What you are asked to do |
Repeat exactly each line of the data provided below.

Stored data entries:
--------------------------------

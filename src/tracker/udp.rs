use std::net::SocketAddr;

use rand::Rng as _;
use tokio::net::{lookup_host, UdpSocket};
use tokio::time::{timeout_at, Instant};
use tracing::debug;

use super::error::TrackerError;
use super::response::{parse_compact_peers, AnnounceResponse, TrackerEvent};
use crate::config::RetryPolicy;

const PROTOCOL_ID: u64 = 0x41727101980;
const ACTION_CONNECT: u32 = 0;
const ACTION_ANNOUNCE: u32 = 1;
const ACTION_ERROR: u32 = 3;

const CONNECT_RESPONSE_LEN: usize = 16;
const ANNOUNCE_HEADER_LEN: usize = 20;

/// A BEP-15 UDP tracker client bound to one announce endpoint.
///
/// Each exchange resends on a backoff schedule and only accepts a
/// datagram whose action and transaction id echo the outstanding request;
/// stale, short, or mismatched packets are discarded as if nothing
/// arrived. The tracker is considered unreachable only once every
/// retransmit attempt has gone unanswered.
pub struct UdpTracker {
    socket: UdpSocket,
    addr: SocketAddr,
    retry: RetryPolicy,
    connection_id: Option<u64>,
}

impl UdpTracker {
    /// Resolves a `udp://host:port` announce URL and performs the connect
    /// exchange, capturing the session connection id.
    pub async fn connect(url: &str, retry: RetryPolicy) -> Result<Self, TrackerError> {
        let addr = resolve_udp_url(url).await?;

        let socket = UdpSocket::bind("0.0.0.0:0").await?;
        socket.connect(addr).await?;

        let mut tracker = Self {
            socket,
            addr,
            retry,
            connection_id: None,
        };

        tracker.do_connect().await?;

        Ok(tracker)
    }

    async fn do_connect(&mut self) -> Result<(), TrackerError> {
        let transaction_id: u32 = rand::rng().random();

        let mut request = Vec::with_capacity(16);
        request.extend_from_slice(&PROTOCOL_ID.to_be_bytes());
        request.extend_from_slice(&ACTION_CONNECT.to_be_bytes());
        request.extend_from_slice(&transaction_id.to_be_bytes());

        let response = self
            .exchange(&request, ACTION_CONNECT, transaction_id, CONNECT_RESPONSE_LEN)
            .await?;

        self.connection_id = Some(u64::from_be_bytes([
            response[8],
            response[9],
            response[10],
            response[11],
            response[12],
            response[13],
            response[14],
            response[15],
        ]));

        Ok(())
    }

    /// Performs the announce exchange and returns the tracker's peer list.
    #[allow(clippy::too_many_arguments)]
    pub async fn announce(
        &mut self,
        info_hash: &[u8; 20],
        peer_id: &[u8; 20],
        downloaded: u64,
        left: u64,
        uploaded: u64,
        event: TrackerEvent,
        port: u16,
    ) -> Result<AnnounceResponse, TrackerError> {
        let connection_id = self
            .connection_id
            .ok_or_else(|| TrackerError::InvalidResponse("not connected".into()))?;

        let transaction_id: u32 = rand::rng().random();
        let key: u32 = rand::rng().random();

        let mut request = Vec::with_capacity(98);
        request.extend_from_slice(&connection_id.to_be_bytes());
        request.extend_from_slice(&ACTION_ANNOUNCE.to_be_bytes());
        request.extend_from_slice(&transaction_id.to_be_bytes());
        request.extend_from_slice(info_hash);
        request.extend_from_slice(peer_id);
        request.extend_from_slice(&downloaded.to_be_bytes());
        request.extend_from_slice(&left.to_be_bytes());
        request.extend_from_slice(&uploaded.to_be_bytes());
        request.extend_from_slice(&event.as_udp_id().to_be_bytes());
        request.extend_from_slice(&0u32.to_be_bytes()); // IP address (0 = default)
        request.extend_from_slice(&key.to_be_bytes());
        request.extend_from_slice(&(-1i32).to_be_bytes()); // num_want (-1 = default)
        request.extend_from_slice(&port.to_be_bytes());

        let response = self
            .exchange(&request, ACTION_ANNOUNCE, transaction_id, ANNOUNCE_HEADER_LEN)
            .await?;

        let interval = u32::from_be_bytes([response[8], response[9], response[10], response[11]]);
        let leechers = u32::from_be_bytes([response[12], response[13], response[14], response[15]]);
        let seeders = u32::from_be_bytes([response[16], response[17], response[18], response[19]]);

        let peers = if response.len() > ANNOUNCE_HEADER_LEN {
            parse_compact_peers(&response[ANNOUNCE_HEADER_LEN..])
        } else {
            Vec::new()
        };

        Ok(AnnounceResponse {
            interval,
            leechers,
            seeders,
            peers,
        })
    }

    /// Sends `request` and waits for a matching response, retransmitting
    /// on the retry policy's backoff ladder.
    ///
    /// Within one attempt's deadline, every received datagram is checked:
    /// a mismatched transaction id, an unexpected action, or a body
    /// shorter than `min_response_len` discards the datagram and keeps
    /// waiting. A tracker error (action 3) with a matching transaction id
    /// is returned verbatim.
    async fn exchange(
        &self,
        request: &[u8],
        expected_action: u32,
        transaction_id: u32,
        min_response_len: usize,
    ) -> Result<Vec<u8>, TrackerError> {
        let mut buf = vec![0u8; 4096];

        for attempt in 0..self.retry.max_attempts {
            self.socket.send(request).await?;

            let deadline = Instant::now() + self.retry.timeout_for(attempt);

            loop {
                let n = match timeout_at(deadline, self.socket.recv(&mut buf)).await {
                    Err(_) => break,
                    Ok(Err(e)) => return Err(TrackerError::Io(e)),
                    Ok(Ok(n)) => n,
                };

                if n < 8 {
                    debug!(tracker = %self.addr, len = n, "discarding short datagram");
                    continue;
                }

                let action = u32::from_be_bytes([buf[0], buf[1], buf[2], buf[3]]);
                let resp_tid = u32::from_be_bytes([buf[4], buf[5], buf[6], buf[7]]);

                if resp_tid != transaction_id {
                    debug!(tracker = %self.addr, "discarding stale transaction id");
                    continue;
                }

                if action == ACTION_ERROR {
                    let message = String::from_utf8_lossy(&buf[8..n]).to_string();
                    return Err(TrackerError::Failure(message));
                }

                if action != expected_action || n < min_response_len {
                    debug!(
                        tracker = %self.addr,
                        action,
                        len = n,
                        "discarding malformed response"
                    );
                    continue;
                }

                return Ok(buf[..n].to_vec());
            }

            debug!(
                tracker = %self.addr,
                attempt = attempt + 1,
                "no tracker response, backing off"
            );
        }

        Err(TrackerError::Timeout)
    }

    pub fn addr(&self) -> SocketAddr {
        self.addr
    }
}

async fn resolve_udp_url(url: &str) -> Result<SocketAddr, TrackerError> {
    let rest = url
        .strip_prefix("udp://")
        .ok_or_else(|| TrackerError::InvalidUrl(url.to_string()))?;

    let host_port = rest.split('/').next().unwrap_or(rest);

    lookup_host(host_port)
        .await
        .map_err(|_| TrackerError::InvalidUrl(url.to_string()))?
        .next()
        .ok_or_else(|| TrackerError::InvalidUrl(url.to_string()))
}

--------------------------------

Output for this exercise |
filename src/tracker/udp.rs
use std::net::SocketAddr;

use rand::Rng as _;
use tokio::net::{lookup_host, UdpSocket};
use tokio::time::{timeout_at, Instant};
use tracing::debug;

use super::error::TrackerError;
use super::response::{parse_compact_peers, AnnounceResponse, TrackerEvent};
use crate::config::RetryPolicy;

const PROTOCOL_ID: u64 = 0x41727101980;
const ACTION_CONNECT: u32 = 0;
const ACTION_ANNOUNCE: u32 = 1;
const ACTION_ERROR: u32 = 3;

const CONNECT_RESPONSE_LEN: usize = 16;
const ANNOUNCE_HEADER_LEN: usize = 20;

/// A BEP-15 UDP tracker client bound to one announce endpoint.
///
/// Each exchange resends on a backoff schedule and only accepts a
/// datagram whose action and transaction id echo the outstanding request;
/// stale, short, or mismatched packets are discarded as if nothing
/// arrived. The tracker is considered unreachable only once every
/// retransmit attempt has gone unanswered.
pub struct UdpTracker {
    socket: UdpSocket,
    addr: SocketAddr,
    retry: RetryPolicy,
    connection_id: Option<u64>,
}

impl UdpTracker {
    /// Resolves a `udp://host:port` announce URL and performs the connect
    /// exchange, capturing the session connection id.
    pub async fn connect(url: &str, retry: RetryPolicy) -> Result<Self, TrackerError> {
        let addr = resolve_udp_url(url).await?;

        let socket = UdpSocket::bind("0.0.0.0:0").await?;
        socket.connect(addr).await?;

        let mut tracker = Self {
            socket,
            addr,
            retry,
            connection_id: None,
        };

        tracker.do_connect().await?;

        Ok(tracker)
    }

    async fn do_connect(&mut self) -> Result<(), TrackerError> {
        let transaction_id: u32 = rand::rng().random();

        let mut request = Vec::with_capacity(16);
        request.extend_from_slice(&PROTOCOL_ID.to_be_bytes());
        request.extend_from_slice(&ACTION_CONNECT.to_be_bytes());
        request.extend_from_slice(&transaction_id.to_be_bytes());

        let response = self
            .exchange(&request, ACTION_CONNECT, transaction_id, CONNECT_RESPONSE_LEN)
            .await?;

        self.connection_id = Some(u64::from_be_bytes([
            response[8],
            response[9],
            response[10],
            response[11],
            response[12],
            response[13],
            response[14],
            response[15],
        ]));

        Ok(())
    }

    /// Performs the announce exchange and returns the tracker's peer list.
    #[allow(clippy::too_many_arguments)]
    pub async fn announce(
        &mut self,
        info_hash: &[u8; 20],
        peer_id: &[u8; 20],
        downloaded: u64,
        left: u64,
        uploaded: u64,
        event: TrackerEvent,
        port: u16,
    ) -> Result<AnnounceResponse, TrackerError> {
        let connection_id = self
            .connection_id
            .ok_or_else(|| TrackerError::InvalidResponse("not connected".into()))?;

        let transaction_id: u32 = rand::rng().random();
        let key: u32 = rand::rng().random();

        let mut request = Vec::with_capacity(98);
        request.extend_from_slice(&connection_id.to_be_bytes());
        request.extend_from_slice(&ACTION_ANNOUNCE.to_be_bytes());
        request.extend_from_slice(&transaction_id.to_be_bytes());
        request.extend_from_slice(info_hash);
        request.extend_from_slice(peer_id);
        request.extend_from_slice(&downloaded.to_be_bytes());
        request.extend_from_slice(&left.to_be_bytes());
        request.extend_from_slice(&uploaded.to_be_bytes());
        request.extend_from_slice(&event.as_udp_id().to_be_bytes());
        request.extend_from_slice(&0u32.to_be_bytes()); // IP address (0 = default)
        request.extend_from_slice(&key.to_be_bytes());
        request.extend_from_slice(&(-1i32).to_be_bytes()); // num_want (-1 = default)
        request.extend_from_slice(&port.to_be_bytes());

        let response = self
            .exchange(&request, ACTION_ANNOUNCE, transaction_id, ANNOUNCE_HEADER_LEN)
            .await?;

        let interval = u32::from_be_bytes([response[8], response[9], response[10], response[11]]);
        let leechers = u32::from_be_bytes([response[12], response[13], response[14], response[15]]);
        let seeders = u32::from_be_bytes([response[16], response[17], response[18], response[19]]);

        let peers = if response.len() > ANNOUNCE_HEADER_LEN {
            parse_compact_peers(&response[ANNOUNCE_HEADER_LEN..])
        } else {
            Vec::new()
        };

        Ok(AnnounceResponse {
            interval,
            leechers,
            seeders,
            peers,
        })
    }

    /// Sends `request` and waits for a matching response, retransmitting
    /// on the retry policy's backoff ladder.
    ///
    /// Within one attempt's deadline, every received datagram is checked:
    /// a mismatched transaction id, an unexpected action, or a body
    /// shorter than `min_response_len` discards the datagram and keeps
    /// waiting. A tracker error (action 3) with a matching transaction id
    /// is returned verbatim.
    async fn exchange(
        &self,
        request: &[u8],
        expected_action: u32,
        transaction_id: u32,
        min_response_len: usize,
    ) -> Result<Vec<u8>, TrackerError> {
        let mut buf = vec![0u8; 4096];

        for attempt in 0..self.retry.max_attempts {
            self.socket.send(request).await?;

            let deadline = Instant::now() + self.retry.timeout_for(attempt);

            loop {
                let n = match timeout_at(deadline, self.socket.recv(&mut buf)).await {
                    Err(_) => break,
                    Ok(Err(e)) => return Err(TrackerError::Io(e)),
                    Ok(Ok(n)) => n,
                };

                if n < 8 {
                    debug!(tracker = %self.addr, len = n, "discarding short datagram");
                    continue;
                }

                let action = u32::from_be_bytes([buf[0], buf[1], buf[2], buf[3]]);
                let resp_tid = u32::from_be_bytes([buf[4], buf[5], buf[6], buf[7]]);

                if resp_tid != transaction_id {
                    debug!(tracker = %self.addr, "discarding stale transaction id");
                    continue;
                }

                if action == ACTION_ERROR {
                    let message = String::from_utf8_lossy(&buf[8..n]).to_string();
                    return Err(TrackerError::Failure(message));
                }

                if action != expected_action || n < min_response_len {
                    debug!(
                        tracker = %self.addr,
                        action,
                        len = n,
                        "discarding malformed response"
                    );
                    continue;
                }

                return Ok(buf[..n].to_vec());
            }

            debug!(
                tracker = %self.addr,
                attempt = attempt + 1,
                "no tracker response, backing off"
            );
        }

        Err(TrackerError::Timeout)
    }

    pub fn addr(&self) -> SocketAddr {
        self.addr
    }
}

async fn resolve_udp_url(url: &str) -> Result<SocketAddr, TrackerError> {
    let rest = url
        .strip_prefix("udp://")
        .ok_or_else(|| TrackerError::InvalidUrl(url.to_string()))?;

    let host_port = rest.split('/').next().unwrap_or(rest);

    lookup_host(host_port)
        .await
        .map_err(|_| TrackerError::InvalidUrl(url.to_string()))?
        .next()
        .ok_or_else(|| TrackerError::InvalidUrl(url.to_string()))
}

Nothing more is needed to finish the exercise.